Goal of the exercise
Work out how many lines in the data hold the word "order", and reply with that number only.

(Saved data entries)

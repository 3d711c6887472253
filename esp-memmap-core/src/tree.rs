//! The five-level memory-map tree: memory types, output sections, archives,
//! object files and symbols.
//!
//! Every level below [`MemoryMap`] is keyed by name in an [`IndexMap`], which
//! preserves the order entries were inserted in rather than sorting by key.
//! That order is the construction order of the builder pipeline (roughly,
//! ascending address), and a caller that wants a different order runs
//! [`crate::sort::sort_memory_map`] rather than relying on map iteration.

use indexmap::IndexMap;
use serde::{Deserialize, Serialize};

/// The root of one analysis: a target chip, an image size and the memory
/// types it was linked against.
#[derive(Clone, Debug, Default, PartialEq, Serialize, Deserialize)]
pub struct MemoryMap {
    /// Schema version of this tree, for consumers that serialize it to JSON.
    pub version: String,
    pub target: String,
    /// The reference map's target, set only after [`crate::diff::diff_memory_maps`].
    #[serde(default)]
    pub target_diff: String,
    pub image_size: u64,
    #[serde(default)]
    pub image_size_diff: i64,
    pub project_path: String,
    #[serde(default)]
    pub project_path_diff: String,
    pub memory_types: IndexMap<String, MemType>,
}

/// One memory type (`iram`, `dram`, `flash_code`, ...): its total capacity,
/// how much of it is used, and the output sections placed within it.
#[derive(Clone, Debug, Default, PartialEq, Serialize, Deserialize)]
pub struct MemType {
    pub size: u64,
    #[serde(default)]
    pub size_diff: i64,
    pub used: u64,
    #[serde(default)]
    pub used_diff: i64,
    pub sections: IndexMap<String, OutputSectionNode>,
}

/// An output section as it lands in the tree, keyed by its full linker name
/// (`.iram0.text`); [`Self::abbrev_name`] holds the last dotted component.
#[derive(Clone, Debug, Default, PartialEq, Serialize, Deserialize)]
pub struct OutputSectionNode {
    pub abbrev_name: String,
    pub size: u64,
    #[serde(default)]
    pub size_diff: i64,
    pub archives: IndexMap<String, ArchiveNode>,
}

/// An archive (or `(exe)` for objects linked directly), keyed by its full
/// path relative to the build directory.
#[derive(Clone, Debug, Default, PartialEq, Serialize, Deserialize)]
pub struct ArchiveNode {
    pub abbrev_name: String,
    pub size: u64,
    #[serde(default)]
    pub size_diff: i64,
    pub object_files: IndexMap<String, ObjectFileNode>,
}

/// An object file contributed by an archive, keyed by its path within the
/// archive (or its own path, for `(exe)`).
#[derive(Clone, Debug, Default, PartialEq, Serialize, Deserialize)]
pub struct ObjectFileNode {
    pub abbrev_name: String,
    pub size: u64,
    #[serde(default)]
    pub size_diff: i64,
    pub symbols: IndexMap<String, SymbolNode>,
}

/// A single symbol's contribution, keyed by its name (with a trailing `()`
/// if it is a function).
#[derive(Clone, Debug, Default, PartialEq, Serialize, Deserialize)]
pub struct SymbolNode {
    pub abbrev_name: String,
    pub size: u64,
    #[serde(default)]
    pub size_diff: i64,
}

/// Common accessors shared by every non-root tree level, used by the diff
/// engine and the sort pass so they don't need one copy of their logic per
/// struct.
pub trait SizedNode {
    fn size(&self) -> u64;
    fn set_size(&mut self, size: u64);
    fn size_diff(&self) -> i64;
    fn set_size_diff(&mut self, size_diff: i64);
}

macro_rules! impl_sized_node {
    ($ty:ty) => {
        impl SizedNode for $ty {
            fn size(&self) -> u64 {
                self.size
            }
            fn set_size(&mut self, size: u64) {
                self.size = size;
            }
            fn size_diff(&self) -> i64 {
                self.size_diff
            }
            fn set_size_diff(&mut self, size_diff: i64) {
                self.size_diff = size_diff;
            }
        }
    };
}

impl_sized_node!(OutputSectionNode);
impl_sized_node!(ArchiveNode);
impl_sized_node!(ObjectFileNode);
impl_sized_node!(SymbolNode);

Exercise response
3